I like this idea better: Approach your analytics projects as myth busting. This puts you in the right frame of mind to make sense of patterns in your data and then take effective action based on what you find.

Analyzing a natural experiment
In September, we wrote about a natural experiment we identified in our data set. One of our clients lowered, via a configuration setting, the number of candidates each supplier could submit for a particular position. The client along with their MSP expected that this change would decrease the resume load on hiring managers without impacting time to fill or quality of candidates.

Our client’s managed service provider (MSP) had regular complaints from hiring managers about receiving too many resumes—sometimes, at the request of hiring managers inundated with too many candidates at once. MSP staffers had to manually shut off submissions to certain requisitions.

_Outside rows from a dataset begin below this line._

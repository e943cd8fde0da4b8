//! Generic arena for dense, ID-indexed storage of graph entities.
//!
//! The [`Arena`] provides O(1) insertion and lookup by opaque [`ArenaId`] keys.
//! The dependency graph is rebuilt from manifest metadata on every invocation,
//! so arenas are never persisted.

use std::marker::PhantomData;
use std::ops::{Index, IndexMut};

/// Trait for opaque ID types used as arena keys.
///
/// Implementors must provide a bijection between `u32` indices and the ID type.
pub trait ArenaId: Copy {
    /// Creates an ID from a raw `u32` index.
    fn from_raw(index: u32) -> Self;

    /// Returns the raw `u32` index.
    fn as_raw(self) -> u32;
}

/// A dense, ID-indexed container for graph entities.
///
/// Items are always appended (never reordered or removed), making IDs stable
/// for the lifetime of the arena.
#[derive(Debug, Clone)]
pub struct Arena<I: ArenaId, T> {
    items: Vec<T>,
    _marker: PhantomData<I>,
}

impl<I: ArenaId, T> Default for Arena<I, T> {
    fn default() -> Self {
        Self::new()
    }
}

impl<I: ArenaId, T> Arena<I, T> {
    /// Creates a new, empty arena.
    pub fn new() -> Self {
        Self {
            items: Vec::new(),
            _marker: PhantomData,
        }
    }

    /// Allocates a new item in the arena and returns its ID.
    pub fn alloc(&mut self, item: T) -> I {
        let id = I::from_raw(self.items.len() as u32);
        self.items.push(item);
        id
    }

    /// Returns a reference to the item with the given ID.
    ///
    /// # Panics
    ///
    /// Panics if the ID is out of bounds.
    pub fn get(&self, id: I) -> &T {
        &self.items[id.as_raw() as usize]
    }

    /// Returns a mutable reference to the item with the given ID.
    ///
    /// # Panics
    ///
    /// Panics if the ID is out of bounds.
    pub fn get_mut(&mut self, id: I) -> &mut T {
        &mut self.items[id.as_raw() as usize]
    }

    /// Returns the number of items in the arena.
    pub fn len(&self) -> usize {
        self.items.len()
    }

    /// Returns `true` if the arena contains no items.
    pub fn is_empty(&self) -> bool {
        self.items.is_empty()
    }

    /// Iterates over `(ID, &T)` pairs in allocation order.
    pub fn iter(&self) -> impl Iterator<Item = (I, &T)> {
        self.items
            .iter()
            .enumerate()
            .map(|(i, item)| (I::from_raw(i as u32), item))
    }

    /// Iterates over all IDs in allocation order.
    pub fn ids(&self) -> impl Iterator<Item = I> {
        (0..self.items.len() as u32).map(I::from_raw)
    }
}

impl<I: ArenaId, T> Index<I> for Arena<I, T> {
    type Output = T;

    fn index(&self, id: I) -> &T {
        self.get(id)
    }
}

impl<I: ArenaId, T> IndexMut<I> for Arena<I, T> {
    fn index_mut(&mut self, id: I) -> &mut T {
        self.get_mut(id)
    }
}
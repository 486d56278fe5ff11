pub mod client;
pub mod prompt;
#[cfg(test)]
pub mod simulator;

pub use client::{CompletionClient, LlmClient};
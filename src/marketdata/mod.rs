pub mod client;
pub mod polymarket;
#[cfg(test)]
pub mod simulator;

pub use client::MarketDataClient;
pub use polymarket::PolyMarketDataClient;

Approaching this from a myth-busting position requires stating up front what hypothesis you’re testing. This is a fundamental step in statistical inference, and indeed, in science in general. The MSP thought that reducing the submittal limit setting would reduce the total number of resumes that hiring managers received, without increasing time to fill or impacting candidate quality.

Is this, in fact, what happened?

No – it’s not. We busted that myth. We found that the average total number of resumes submitted per position actually went up after the setting was changed. You can see it in the chart below, which shows boxplots of submission counts totaled up per position. In a boxplot, the line across the middle of the box indicates the median, while the lower and upper boundaries of the boxes indicate the first and third quartiles.

Across all job categories, the total median submissions per requisition increased. This was a statistically significant change, suggesting it wasn’t due just to chance variation. Because nothing else substantive changed other than the supplier submittal limit setting, we can pretty comfortably attribute this difference to the settings change.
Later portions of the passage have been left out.